● Required work:
Return the data below exactly, stopping after the line with "and one singleton".

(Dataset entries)
__________
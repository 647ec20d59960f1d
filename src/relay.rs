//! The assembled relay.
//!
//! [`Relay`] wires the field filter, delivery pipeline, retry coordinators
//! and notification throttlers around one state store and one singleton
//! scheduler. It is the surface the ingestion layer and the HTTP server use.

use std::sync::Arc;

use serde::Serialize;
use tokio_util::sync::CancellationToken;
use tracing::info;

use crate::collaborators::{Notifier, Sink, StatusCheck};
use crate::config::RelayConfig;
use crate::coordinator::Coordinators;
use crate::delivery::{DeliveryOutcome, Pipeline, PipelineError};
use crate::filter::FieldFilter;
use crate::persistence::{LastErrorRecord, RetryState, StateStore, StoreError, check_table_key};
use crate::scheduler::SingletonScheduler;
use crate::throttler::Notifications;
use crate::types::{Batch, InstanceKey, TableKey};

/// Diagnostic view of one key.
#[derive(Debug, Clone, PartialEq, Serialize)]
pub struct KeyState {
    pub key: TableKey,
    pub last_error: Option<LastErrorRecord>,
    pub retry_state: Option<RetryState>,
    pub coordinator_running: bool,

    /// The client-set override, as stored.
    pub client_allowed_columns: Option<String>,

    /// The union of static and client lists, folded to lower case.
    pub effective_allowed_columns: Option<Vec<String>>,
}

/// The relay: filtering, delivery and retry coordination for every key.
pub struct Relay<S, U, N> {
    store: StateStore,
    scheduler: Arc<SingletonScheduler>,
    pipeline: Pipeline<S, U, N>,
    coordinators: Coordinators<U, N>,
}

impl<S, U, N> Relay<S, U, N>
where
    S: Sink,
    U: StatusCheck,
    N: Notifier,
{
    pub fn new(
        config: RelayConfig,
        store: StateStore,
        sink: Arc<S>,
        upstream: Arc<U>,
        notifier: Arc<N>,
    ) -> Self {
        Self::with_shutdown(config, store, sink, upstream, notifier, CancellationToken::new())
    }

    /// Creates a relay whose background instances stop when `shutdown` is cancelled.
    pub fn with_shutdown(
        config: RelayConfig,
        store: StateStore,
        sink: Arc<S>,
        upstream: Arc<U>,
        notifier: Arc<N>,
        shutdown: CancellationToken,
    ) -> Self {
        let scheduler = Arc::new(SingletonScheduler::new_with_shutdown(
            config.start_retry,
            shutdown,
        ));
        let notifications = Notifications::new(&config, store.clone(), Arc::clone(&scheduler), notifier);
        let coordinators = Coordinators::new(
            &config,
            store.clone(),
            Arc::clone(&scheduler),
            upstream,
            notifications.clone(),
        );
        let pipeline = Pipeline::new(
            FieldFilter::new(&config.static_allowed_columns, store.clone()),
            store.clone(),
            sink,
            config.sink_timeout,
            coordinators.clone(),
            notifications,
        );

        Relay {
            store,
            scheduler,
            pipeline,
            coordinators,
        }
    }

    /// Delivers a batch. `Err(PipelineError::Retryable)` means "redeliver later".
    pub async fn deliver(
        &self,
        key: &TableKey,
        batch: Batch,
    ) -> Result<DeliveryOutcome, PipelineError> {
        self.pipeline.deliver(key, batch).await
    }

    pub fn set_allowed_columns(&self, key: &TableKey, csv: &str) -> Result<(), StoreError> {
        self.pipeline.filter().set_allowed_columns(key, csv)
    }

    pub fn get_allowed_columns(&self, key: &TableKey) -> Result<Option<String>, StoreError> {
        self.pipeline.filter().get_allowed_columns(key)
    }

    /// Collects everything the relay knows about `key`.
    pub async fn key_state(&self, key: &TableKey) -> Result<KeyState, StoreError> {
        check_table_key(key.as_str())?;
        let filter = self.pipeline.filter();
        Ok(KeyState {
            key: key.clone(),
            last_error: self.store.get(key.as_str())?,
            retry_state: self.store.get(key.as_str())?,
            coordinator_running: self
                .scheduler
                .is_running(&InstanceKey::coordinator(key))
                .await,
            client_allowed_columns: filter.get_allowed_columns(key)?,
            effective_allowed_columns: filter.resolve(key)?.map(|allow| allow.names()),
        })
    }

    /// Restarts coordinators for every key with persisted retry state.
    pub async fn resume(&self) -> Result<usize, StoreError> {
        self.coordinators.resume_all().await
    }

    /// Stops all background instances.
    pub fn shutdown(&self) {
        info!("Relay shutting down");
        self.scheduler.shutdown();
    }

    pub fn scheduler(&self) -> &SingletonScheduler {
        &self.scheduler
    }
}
__________
● Written response:
repository 647ec20d59960f1d
filename src/relay.rs
//! The assembled relay.
//!
//! [`Relay`] wires the field filter, delivery pipeline, retry coordinators
//! and notification throttlers around one state store and one singleton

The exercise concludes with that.